I typically don't mess with backlinks too often. I usually focus on writing website content, keyword research, and optimizing technical factors. But thank you for our input! It was very helpful.

Lopsi

I typically don't mess with backlinks too often. I usually focus on writing website content,

I'm not trying to be rude here… but why are you doing a backlink audit if you don't normally mess with backlinks?

brb going to take someones appendix out. No idea how or why but I'll give it a go.
dietpepsisucks ✍️
I spent a number of years creating high-quality content specifically for backlinking purposes. I worked with other SEO professionals and we rarely had issues with backlink spam.

I've read conflicting information all over the place about paid backlinks and backlink spam. Do I keep hundreds of backlinks that lead to broken pages or NSFW sites? Or do I wait until Google penalizes the website
GrumpLife
It's not as easy as you think for Google to give a manual penalty. Most of the time, they just ignore the garbage now. If they penalized every site that had shitty backlinks, it'd be pretty easy to crush your competition.

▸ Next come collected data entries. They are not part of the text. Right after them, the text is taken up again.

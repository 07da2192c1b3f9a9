//! Per-indicator chart builders.
//!
//! Each builder is a config struct whose `Default` reproduces the canonical
//! Angola run: the fixed input file, indicator code, country, and year
//! bounds. `prepare()` performs the load/filter/coerce step without touching
//! the canvas (so the filtering invariants are testable on their own),
//! `draw()` renders prepared records into one grid cell, and `render()`
//! chains the two for standalone use.

pub mod emissions;
pub mod forest;
pub mod population;
pub mod temperature;

pub use emissions::EmissionsChart;
pub use forest::ForestChart;
pub use population::PopulationChart;
pub use temperature::TemperatureChart;

use crate::error::LoadError;
use crate::loader;
use crate::models::{Observation, TemperatureRecord};
use std::path::Path;

/// Default input file names (World Bank CSV exports plus the Kaggle
/// city-temperature series), resolved against the data directory.
pub const POPULATION_FILE: &str = "API_SP.POP.GROW_DS2_en_csv_v2.csv";
pub const TEMPERATURE_FILE: &str = "global_land_temperatures_city.csv";
pub const FOREST_FILE: &str = "API_AG.LND.FRST.K2_DS2_en_csv_v2.csv";
pub const EMISSIONS_FILE: &str = "API_EN.ATM.NOXE.KT.CE_DS2_en_csv_v2.csv";

/// Exclusive year bounds: a year is kept when `after < year < before`.
///
/// Each builder owns its own bounds value. The panels deliberately do not
/// share a constant: the temperature panel starts one year earlier than the
/// forest/emissions panels.
#[derive(Debug, Clone, Copy, PartialEq, Eq)]
pub struct YearBounds {
    pub after: i32,
    pub before: i32,
}

impl YearBounds {
    pub fn contains(&self, year: i32) -> bool {
        year > self.after && year < self.before
    }
}

/// How the population series is trimmed to the display window.
#[derive(Debug, Clone, Copy, PartialEq, Eq)]
pub enum SlicePolicy {
    /// Positional trim that assumes the known row count and ordering of the
    /// canonical 1960-2022 export. Fragile by construction; kept as the
    /// default for output parity with the legacy run.
    Positional { skip_front: usize, skip_back: usize },
    /// Explicit bounds, the intended semantics of the positional trim.
    YearRange(YearBounds),
}

impl SlicePolicy {
    pub fn apply(&self, series: Vec<(i32, f64)>) -> Vec<(i32, f64)> {
        match *self {
            SlicePolicy::Positional {
                skip_front,
                skip_back,
            } => {
                let end = series.len().saturating_sub(skip_back);
                if skip_front >= end {
                    return Vec::new();
                }
                series[skip_front..end].to_vec()
            }
            SlicePolicy::YearRange(bounds) => series
                .into_iter()
                .filter(|(year, _)| bounds.contains(*year))
                .collect(),
        }
    }
}

/// The four builders in grid order. `Default` is the canonical run with all
/// inputs expected in the working directory.
#[derive(Debug, Clone, Default)]
pub struct PanelSet {
    pub population: PopulationChart,
    pub temperature: TemperatureChart,
    pub forest: ForestChart,
    pub emissions: EmissionsChart,
}

impl PanelSet {
    /// Canonical panels with all input files resolved against `data_dir`.
    pub fn with_data_dir<P: AsRef<Path>>(data_dir: P) -> Self {
        let dir = data_dir.as_ref();
        let mut set = Self::default();
        set.population.source = dir.join(POPULATION_FILE);
        set.temperature.source = dir.join(TEMPERATURE_FILE);
        set.forest.source = dir.join(FOREST_FILE);
        set.emissions.source = dir.join(EMISSIONS_FILE);
        set
    }

    /// Run every builder's load/filter step. All inputs are read before any
    /// canvas exists, so a failure here aborts the run without touching the
    /// output file.
    pub fn prepare(&self) -> Result<PreparedPanels, LoadError> {
        Ok(PreparedPanels {
            population: self.population.prepare()?,
            temperature: self.temperature.prepare()?,
            forest: self.forest.prepare()?,
            emissions: self.emissions.prepare()?,
        })
    }

    /// Cleaned long-format observations from the three indicator exports,
    /// concatenated (for export and summary statistics).
    pub fn indicator_observations(&self) -> Result<Vec<Observation>, LoadError> {
        let mut out = Vec::new();
        for (source, codes, indicator) in [
            (
                &self.population.source,
                std::slice::from_ref(&self.population.country_code),
                self.population.indicator_code.as_str(),
            ),
            (
                &self.forest.source,
                std::slice::from_ref(&self.forest.country_code),
                self.forest.indicator_code.as_str(),
            ),
            (
                &self.emissions.source,
                std::slice::from_ref(&self.emissions.country_code),
                self.emissions.indicator_code.as_str(),
            ),
        ] {
            let (_, observations) = loader::load_observations(source, codes, indicator)?;
            out.extend(observations);
        }
        Ok(out)
    }
}

/// The filtered per-panel records, ready to draw.
#[derive(Debug, Clone)]
pub struct PreparedPanels {
    pub population: Vec<(i32, f64)>,
    pub temperature: Vec<TemperatureRecord>,
    pub forest: Vec<(i32, f64)>,
    pub emissions: Vec<(i32, f64)>,
}

/// Font sizes for one panel, derived from the cell height so the same
/// proportions hold at thumbnail and full 300-dpi scale.
#[derive(Debug, Clone, Copy)]
pub(crate) struct PanelFonts {
    pub title: u32,
    pub axis: u32,
    pub tick: u32,
}

pub(crate) fn panel_fonts(cell_height: u32) -> PanelFonts {
    PanelFonts {
        title: (cell_height / 22).max(12),
        axis: (cell_height / 30).max(10),
        tick: (cell_height / 36).max(9),
    }
}

pub(crate) fn panel_margin(cell_height: u32) -> u32 {
    (cell_height / 60).max(8)
}

/// Pad a value range by 5% on both ends so series do not hug the frame;
/// degenerate ranges get a unit of breathing room.
pub(crate) fn pad_range(min: f64, max: f64) -> (f64, f64) {
    if (max - min).abs() < f64::EPSILON {
        return (min - 1.0, max + 1.0);
    }
    let pad = (max - min) * 0.05;
    (min - pad, max + pad)
}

The best course of action here is to document that the 'bad backlinks' existed before you took the project on. Let the owner know but there's no need to alarm them. Mention it in passing and let them know that you work on a professional level and will not be focusing on that type of backlinking.

CallMenicholi
The number of backlinks has nothing to do with it. 1,500 is not large BTW. Google typically ignores spammy links.

Low Ahrefs Domain Rating (DR) does not necessarily mean spam. You should look at anchor text and the referring domain to make a determination.

Disallow should be done only when necessary. Even toxic links have authority.

You should work on replacing these links.
Ronitn
Just check backlinks quality and anchor text.